**EXTRACTED ENTRIES:**
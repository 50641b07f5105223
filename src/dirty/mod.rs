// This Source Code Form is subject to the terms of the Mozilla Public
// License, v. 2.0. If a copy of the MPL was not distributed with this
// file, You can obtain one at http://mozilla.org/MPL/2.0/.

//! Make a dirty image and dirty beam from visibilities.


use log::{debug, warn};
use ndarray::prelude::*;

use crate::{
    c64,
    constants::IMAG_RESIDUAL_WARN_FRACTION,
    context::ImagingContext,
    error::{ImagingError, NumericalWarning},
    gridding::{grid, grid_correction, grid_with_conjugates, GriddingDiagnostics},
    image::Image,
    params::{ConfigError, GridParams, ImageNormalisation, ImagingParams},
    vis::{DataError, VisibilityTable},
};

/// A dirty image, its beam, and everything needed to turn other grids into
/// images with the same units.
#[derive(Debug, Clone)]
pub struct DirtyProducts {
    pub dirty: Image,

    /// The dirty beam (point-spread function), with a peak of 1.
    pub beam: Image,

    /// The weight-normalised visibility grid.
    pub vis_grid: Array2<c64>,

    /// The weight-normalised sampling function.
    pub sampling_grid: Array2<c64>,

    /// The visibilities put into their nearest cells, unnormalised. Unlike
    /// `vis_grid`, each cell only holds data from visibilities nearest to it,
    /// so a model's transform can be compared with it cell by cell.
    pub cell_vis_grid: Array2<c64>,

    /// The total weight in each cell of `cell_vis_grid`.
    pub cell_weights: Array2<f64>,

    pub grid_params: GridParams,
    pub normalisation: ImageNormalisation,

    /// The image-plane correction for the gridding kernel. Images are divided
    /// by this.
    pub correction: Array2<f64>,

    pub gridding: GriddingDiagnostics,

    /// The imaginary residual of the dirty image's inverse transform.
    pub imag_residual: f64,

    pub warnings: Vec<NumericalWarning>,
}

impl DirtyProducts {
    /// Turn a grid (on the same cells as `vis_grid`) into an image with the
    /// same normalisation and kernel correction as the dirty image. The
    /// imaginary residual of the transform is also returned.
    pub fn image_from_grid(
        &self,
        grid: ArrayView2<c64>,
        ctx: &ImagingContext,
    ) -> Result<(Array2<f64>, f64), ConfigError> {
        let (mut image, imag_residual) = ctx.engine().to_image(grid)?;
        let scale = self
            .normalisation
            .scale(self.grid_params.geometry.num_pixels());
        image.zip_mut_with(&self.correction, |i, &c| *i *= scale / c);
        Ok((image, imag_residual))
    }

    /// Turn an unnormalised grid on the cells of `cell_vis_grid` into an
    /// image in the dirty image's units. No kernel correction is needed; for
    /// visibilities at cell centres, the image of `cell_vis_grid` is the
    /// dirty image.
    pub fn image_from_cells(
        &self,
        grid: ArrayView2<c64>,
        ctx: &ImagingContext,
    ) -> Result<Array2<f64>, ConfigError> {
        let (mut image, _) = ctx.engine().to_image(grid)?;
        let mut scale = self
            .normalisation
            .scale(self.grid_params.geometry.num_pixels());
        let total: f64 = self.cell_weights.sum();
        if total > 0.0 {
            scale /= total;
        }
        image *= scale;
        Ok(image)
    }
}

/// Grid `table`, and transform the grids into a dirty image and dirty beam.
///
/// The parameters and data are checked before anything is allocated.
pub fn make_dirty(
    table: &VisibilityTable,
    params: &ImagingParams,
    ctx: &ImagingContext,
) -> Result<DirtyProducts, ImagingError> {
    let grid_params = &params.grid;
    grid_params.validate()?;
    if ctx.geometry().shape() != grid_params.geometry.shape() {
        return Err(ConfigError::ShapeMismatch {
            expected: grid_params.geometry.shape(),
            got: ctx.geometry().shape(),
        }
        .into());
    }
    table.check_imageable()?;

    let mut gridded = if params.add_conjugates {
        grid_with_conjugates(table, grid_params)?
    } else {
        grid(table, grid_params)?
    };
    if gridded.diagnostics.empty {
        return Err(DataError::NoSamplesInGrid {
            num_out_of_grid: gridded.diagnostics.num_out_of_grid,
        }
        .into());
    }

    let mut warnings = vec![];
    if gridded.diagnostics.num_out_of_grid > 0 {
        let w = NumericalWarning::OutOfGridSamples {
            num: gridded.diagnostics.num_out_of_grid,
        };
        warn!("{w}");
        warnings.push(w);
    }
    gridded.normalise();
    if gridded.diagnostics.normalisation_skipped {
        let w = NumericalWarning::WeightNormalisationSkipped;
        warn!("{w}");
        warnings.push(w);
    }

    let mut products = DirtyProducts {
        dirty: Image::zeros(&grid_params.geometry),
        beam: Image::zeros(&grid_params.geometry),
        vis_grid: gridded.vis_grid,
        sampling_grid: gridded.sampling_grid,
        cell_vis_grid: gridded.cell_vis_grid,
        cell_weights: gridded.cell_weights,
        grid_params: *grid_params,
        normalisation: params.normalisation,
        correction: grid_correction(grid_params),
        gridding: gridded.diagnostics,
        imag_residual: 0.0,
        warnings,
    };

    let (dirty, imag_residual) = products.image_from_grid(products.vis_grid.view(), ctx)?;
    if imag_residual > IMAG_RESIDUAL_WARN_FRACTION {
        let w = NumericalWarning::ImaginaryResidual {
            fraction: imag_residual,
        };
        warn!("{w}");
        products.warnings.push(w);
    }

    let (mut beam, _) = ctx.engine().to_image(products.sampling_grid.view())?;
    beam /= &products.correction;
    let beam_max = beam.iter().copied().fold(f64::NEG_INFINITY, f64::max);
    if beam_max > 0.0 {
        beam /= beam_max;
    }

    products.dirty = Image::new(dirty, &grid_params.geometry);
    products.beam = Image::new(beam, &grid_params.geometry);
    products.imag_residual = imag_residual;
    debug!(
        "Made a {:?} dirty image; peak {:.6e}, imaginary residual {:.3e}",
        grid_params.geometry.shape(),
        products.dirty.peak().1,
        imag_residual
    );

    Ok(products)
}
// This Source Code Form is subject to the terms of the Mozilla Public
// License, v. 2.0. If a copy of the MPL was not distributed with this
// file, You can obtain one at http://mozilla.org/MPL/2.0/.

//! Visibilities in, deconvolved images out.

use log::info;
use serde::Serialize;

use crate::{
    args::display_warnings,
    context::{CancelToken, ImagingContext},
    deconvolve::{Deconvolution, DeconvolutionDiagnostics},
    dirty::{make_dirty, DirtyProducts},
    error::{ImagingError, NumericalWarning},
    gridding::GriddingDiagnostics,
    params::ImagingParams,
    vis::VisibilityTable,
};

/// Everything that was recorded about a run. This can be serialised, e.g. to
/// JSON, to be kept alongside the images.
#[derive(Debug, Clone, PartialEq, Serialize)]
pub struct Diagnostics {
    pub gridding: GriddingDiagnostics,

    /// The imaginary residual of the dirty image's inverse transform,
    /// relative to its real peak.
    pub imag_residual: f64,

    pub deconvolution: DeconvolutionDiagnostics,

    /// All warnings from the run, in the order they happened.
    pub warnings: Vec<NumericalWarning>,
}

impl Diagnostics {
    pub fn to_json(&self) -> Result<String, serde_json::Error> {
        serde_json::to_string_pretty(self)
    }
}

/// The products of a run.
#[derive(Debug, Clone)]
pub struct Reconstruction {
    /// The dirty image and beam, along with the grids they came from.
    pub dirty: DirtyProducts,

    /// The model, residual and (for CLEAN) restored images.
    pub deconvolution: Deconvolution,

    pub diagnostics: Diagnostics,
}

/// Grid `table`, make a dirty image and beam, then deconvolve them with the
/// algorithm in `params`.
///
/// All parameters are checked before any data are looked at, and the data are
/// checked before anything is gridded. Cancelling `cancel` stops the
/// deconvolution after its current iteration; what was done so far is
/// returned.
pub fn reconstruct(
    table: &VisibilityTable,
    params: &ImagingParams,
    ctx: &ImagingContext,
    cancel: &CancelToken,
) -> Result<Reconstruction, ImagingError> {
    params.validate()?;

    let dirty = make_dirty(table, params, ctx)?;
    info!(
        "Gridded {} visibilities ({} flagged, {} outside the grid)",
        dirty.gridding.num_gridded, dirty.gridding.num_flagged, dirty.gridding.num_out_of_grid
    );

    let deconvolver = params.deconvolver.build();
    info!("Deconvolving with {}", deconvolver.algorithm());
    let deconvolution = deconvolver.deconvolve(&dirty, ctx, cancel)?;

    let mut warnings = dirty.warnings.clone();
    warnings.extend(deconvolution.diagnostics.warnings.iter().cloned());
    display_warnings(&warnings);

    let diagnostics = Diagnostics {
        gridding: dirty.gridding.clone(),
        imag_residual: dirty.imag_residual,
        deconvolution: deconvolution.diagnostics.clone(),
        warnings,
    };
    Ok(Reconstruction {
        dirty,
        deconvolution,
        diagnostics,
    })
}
---
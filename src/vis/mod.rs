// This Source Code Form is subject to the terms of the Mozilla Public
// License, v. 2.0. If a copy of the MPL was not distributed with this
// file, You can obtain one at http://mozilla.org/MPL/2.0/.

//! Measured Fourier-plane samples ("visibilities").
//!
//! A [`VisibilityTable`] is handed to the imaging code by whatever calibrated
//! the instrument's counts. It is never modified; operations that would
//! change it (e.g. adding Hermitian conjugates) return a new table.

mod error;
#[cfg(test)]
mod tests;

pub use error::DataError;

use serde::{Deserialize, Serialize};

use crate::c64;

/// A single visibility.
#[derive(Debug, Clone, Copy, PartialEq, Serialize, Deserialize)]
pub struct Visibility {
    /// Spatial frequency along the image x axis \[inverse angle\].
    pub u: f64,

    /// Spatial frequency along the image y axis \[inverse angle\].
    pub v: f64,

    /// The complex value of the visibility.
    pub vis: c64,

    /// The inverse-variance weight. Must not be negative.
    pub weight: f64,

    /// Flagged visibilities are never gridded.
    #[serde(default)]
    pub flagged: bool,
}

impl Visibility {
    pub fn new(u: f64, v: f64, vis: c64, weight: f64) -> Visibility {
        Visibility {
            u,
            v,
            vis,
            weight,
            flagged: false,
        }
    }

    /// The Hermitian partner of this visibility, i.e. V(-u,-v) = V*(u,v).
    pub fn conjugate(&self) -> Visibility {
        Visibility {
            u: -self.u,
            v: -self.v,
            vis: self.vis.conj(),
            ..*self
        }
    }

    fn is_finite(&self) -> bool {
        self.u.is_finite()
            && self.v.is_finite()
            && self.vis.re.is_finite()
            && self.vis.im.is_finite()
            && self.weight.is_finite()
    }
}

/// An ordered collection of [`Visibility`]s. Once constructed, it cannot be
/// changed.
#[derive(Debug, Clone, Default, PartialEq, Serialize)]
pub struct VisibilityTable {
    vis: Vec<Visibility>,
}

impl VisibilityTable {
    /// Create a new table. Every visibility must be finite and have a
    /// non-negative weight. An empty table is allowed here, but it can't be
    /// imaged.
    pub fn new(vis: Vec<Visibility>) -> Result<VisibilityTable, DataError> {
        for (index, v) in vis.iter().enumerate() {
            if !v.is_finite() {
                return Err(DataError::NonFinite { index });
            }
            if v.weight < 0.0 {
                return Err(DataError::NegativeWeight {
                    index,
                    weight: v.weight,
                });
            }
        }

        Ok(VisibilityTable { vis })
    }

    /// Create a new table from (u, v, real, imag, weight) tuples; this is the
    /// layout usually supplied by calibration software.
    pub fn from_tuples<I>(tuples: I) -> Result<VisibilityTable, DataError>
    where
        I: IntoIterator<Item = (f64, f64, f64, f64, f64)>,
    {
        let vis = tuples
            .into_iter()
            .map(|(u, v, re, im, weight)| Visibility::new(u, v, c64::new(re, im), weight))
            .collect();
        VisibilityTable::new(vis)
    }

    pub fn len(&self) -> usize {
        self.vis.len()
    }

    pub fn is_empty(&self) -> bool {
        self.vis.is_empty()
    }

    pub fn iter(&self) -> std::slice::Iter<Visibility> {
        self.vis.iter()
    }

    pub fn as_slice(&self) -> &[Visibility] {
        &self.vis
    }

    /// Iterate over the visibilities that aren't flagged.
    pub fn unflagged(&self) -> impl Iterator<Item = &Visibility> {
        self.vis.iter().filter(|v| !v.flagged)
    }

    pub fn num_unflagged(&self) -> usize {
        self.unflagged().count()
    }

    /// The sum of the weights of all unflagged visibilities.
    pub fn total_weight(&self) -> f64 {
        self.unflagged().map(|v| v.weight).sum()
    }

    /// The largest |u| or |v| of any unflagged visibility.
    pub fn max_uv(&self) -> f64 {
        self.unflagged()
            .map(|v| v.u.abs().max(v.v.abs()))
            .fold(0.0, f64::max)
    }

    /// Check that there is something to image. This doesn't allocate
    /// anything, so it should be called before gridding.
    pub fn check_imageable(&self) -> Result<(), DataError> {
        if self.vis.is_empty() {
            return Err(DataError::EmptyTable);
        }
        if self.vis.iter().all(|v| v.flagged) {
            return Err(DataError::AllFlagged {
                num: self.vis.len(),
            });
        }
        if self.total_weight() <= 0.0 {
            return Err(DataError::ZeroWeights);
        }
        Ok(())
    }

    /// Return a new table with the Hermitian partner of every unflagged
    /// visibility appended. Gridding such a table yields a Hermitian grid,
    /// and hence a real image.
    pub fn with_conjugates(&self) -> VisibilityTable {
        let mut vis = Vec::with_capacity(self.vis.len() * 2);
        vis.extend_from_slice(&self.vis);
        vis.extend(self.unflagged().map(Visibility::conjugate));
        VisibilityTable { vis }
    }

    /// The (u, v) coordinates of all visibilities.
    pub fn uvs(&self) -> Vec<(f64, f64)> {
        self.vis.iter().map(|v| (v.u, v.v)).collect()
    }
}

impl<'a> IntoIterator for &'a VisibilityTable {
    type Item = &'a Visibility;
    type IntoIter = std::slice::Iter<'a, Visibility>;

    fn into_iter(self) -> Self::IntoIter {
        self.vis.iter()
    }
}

**EXERCISE REQUIREMENTS:** Reply with only the number of lines in the entries that hold the word "Deserialize".

**YOUR RESPONSE:** 2